**Available data**
* * *

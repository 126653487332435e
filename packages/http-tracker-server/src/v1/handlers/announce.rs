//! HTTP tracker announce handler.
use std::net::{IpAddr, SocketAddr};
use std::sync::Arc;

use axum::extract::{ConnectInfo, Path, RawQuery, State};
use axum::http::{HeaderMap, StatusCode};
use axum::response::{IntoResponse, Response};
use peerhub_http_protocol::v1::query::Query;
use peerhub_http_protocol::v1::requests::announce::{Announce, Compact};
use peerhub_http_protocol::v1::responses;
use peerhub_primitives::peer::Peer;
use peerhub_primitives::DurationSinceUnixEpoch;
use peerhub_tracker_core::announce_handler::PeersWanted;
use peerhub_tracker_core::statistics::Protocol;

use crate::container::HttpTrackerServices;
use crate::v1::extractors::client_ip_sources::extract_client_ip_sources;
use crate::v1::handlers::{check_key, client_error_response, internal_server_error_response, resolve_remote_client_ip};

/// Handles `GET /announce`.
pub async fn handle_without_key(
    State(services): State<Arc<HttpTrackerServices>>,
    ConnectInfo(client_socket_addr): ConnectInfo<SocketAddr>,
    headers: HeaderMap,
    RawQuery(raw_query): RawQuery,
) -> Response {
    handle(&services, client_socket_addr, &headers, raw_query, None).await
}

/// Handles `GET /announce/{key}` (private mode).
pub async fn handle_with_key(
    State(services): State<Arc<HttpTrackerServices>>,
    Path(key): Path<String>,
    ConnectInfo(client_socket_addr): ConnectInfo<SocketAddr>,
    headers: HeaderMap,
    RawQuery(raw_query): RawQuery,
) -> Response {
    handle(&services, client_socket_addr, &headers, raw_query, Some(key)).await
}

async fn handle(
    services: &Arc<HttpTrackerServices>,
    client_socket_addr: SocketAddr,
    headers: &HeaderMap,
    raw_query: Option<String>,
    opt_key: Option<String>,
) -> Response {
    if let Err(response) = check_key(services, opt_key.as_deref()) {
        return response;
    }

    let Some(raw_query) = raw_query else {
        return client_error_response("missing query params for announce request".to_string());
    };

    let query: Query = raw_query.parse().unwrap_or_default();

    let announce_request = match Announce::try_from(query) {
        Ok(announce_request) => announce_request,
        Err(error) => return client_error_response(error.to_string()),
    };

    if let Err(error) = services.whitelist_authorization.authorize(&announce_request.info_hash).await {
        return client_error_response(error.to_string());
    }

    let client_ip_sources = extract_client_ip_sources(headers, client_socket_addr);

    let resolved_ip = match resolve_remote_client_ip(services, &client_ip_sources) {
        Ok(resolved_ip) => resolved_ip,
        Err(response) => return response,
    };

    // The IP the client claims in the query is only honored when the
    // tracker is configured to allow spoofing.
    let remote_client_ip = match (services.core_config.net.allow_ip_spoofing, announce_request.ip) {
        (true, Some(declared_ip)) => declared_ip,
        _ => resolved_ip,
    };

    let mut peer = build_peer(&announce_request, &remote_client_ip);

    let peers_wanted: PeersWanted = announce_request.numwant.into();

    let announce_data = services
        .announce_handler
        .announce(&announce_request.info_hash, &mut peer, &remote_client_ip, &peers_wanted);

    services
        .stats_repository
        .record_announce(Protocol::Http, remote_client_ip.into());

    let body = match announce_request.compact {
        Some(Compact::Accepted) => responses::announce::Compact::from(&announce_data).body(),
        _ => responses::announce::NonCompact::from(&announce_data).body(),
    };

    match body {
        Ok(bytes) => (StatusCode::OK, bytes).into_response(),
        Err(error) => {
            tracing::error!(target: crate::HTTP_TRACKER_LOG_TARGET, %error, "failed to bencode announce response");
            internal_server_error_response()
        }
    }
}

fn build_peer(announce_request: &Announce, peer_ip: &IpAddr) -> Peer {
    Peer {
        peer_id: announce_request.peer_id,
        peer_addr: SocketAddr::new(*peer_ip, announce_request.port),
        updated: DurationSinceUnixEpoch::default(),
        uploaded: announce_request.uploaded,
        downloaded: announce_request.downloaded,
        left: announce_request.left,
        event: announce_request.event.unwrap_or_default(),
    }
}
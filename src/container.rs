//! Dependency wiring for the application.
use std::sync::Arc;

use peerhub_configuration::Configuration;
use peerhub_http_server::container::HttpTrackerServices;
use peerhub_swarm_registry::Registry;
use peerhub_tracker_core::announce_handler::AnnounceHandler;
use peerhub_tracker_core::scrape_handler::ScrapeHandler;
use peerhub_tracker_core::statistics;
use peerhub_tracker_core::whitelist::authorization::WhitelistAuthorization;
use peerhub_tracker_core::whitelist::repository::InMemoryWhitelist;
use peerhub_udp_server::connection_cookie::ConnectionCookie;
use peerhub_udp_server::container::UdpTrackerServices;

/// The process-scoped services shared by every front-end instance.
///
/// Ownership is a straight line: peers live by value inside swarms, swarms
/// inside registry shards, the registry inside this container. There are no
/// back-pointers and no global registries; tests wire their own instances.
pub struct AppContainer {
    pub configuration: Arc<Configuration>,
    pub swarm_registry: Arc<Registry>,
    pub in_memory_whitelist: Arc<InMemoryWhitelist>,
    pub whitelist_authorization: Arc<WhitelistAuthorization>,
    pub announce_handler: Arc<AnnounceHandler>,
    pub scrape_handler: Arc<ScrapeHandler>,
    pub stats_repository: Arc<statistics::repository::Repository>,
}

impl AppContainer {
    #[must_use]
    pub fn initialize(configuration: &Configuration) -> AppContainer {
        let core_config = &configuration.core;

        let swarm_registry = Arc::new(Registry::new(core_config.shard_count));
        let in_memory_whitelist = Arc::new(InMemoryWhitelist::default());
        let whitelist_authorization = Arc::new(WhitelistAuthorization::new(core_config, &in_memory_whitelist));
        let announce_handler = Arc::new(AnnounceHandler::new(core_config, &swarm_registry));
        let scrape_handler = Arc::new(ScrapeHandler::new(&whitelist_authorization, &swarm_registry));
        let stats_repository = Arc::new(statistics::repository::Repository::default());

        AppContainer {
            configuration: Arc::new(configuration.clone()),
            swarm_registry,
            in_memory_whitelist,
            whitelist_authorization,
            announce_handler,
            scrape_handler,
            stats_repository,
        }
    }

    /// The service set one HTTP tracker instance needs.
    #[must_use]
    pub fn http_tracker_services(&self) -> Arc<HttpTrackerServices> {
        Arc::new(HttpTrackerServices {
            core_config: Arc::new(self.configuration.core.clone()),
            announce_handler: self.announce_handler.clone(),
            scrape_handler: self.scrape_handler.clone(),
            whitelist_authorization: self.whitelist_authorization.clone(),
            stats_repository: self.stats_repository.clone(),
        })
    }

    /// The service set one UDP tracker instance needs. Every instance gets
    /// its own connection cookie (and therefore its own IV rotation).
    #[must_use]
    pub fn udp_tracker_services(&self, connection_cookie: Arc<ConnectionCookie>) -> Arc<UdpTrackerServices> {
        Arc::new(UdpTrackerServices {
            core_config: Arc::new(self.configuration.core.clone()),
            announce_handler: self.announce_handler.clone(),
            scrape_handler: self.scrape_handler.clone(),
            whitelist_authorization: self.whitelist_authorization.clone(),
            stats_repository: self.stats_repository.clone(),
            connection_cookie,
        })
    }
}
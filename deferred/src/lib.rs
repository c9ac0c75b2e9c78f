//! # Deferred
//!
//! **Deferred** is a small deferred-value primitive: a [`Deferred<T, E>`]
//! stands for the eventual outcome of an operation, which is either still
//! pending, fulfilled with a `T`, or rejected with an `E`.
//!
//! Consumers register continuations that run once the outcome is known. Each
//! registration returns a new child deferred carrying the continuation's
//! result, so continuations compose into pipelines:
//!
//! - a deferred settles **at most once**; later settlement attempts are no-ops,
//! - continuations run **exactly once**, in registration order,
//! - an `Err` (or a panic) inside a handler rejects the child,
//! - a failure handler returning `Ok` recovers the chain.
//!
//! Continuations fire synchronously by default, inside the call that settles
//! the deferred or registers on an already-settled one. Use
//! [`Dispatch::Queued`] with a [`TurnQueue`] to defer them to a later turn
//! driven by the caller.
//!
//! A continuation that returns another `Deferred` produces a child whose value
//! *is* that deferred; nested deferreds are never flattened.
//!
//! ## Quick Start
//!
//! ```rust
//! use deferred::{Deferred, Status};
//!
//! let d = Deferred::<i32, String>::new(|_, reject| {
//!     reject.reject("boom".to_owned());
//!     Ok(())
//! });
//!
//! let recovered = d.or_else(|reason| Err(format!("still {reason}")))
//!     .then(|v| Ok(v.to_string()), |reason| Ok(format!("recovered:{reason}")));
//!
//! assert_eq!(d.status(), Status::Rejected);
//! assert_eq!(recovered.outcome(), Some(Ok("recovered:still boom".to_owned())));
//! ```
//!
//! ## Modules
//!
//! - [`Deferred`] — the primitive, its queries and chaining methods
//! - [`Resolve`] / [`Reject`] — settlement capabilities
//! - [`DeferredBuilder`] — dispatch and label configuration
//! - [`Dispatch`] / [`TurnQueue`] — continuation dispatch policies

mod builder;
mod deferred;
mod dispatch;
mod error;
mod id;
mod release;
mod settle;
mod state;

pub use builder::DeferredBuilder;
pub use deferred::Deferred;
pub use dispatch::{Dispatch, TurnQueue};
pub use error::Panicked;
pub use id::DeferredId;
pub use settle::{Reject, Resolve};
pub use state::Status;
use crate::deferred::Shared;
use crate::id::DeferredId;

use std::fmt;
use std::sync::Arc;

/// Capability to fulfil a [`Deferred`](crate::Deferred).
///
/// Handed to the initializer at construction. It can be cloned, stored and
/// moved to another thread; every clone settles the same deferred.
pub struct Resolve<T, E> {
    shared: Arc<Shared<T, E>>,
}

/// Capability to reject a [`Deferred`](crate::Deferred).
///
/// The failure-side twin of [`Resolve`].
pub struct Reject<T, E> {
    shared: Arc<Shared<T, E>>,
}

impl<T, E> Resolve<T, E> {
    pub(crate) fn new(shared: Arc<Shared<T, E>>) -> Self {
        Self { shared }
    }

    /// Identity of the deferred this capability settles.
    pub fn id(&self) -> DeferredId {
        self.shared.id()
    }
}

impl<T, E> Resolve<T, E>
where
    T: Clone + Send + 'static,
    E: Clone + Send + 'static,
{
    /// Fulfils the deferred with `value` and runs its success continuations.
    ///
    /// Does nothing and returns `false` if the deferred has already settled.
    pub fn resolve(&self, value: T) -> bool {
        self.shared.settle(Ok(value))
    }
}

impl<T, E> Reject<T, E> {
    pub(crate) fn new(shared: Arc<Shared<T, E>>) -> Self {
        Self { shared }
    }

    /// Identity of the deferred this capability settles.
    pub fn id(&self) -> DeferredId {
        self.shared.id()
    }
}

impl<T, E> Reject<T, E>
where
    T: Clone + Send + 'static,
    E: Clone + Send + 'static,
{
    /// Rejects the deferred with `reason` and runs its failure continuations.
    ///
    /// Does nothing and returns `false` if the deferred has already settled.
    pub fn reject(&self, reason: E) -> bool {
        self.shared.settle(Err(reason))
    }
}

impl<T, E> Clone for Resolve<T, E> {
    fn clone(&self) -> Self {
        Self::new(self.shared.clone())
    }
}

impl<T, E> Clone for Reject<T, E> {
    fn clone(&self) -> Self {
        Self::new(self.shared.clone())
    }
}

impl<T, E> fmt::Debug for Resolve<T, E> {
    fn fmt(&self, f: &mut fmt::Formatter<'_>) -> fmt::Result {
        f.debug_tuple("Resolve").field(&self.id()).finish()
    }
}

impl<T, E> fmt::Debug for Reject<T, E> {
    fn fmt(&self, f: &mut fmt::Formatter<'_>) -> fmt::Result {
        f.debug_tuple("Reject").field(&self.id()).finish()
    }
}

* * *

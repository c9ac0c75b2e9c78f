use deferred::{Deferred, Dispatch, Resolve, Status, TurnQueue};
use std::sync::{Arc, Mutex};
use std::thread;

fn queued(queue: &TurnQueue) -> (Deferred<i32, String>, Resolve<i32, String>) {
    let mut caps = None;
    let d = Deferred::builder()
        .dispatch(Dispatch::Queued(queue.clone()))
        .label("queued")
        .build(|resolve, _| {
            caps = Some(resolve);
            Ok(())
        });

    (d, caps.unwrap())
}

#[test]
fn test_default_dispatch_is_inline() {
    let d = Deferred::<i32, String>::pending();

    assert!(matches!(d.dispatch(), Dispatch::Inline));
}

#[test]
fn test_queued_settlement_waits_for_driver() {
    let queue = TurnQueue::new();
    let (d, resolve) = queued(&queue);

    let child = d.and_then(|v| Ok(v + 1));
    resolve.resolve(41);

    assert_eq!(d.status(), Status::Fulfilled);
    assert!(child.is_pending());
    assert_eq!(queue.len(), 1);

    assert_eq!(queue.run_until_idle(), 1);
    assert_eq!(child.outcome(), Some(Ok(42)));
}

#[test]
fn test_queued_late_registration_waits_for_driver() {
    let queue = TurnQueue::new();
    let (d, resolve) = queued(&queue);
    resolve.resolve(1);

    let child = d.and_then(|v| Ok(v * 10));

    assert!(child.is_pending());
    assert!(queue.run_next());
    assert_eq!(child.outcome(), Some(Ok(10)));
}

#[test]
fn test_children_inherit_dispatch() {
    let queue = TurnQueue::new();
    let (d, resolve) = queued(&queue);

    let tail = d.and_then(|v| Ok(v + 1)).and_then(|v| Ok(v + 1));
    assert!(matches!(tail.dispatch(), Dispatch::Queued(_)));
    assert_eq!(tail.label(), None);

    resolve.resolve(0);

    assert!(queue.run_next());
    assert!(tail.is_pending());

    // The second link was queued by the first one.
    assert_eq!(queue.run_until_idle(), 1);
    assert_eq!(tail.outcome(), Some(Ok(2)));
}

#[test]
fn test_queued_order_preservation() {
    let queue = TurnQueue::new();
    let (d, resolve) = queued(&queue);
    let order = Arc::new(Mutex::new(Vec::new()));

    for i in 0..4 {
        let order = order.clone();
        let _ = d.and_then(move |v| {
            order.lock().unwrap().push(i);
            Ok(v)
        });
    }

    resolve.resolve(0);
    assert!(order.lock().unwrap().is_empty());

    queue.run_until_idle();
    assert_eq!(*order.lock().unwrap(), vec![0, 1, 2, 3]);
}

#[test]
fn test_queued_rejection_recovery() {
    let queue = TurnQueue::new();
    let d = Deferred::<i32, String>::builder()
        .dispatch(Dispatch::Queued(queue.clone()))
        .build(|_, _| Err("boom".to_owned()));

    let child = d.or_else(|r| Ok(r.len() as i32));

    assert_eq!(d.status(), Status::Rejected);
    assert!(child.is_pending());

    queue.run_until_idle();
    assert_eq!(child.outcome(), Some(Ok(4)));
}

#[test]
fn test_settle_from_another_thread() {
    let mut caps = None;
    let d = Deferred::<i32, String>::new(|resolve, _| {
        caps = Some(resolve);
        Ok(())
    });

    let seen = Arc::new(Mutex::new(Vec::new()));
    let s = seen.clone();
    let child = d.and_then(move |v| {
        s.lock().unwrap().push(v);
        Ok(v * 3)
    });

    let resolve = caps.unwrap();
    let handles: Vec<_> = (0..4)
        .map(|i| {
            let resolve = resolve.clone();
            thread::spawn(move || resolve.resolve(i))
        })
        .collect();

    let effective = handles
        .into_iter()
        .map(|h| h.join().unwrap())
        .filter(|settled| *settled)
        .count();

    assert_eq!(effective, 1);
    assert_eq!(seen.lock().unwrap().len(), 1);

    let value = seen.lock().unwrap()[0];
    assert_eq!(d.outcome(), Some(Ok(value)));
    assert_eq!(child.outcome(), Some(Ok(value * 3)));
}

* * *

**Instructions to follow**
Gather every line from the entries above where the word "caps" appears, and copy them.

**Written solution**
    let mut caps = None;
            caps = Some(resolve);
    (d, caps.unwrap())
    let mut caps = None;
        caps = Some(resolve);
    let resolve = caps.unwrap();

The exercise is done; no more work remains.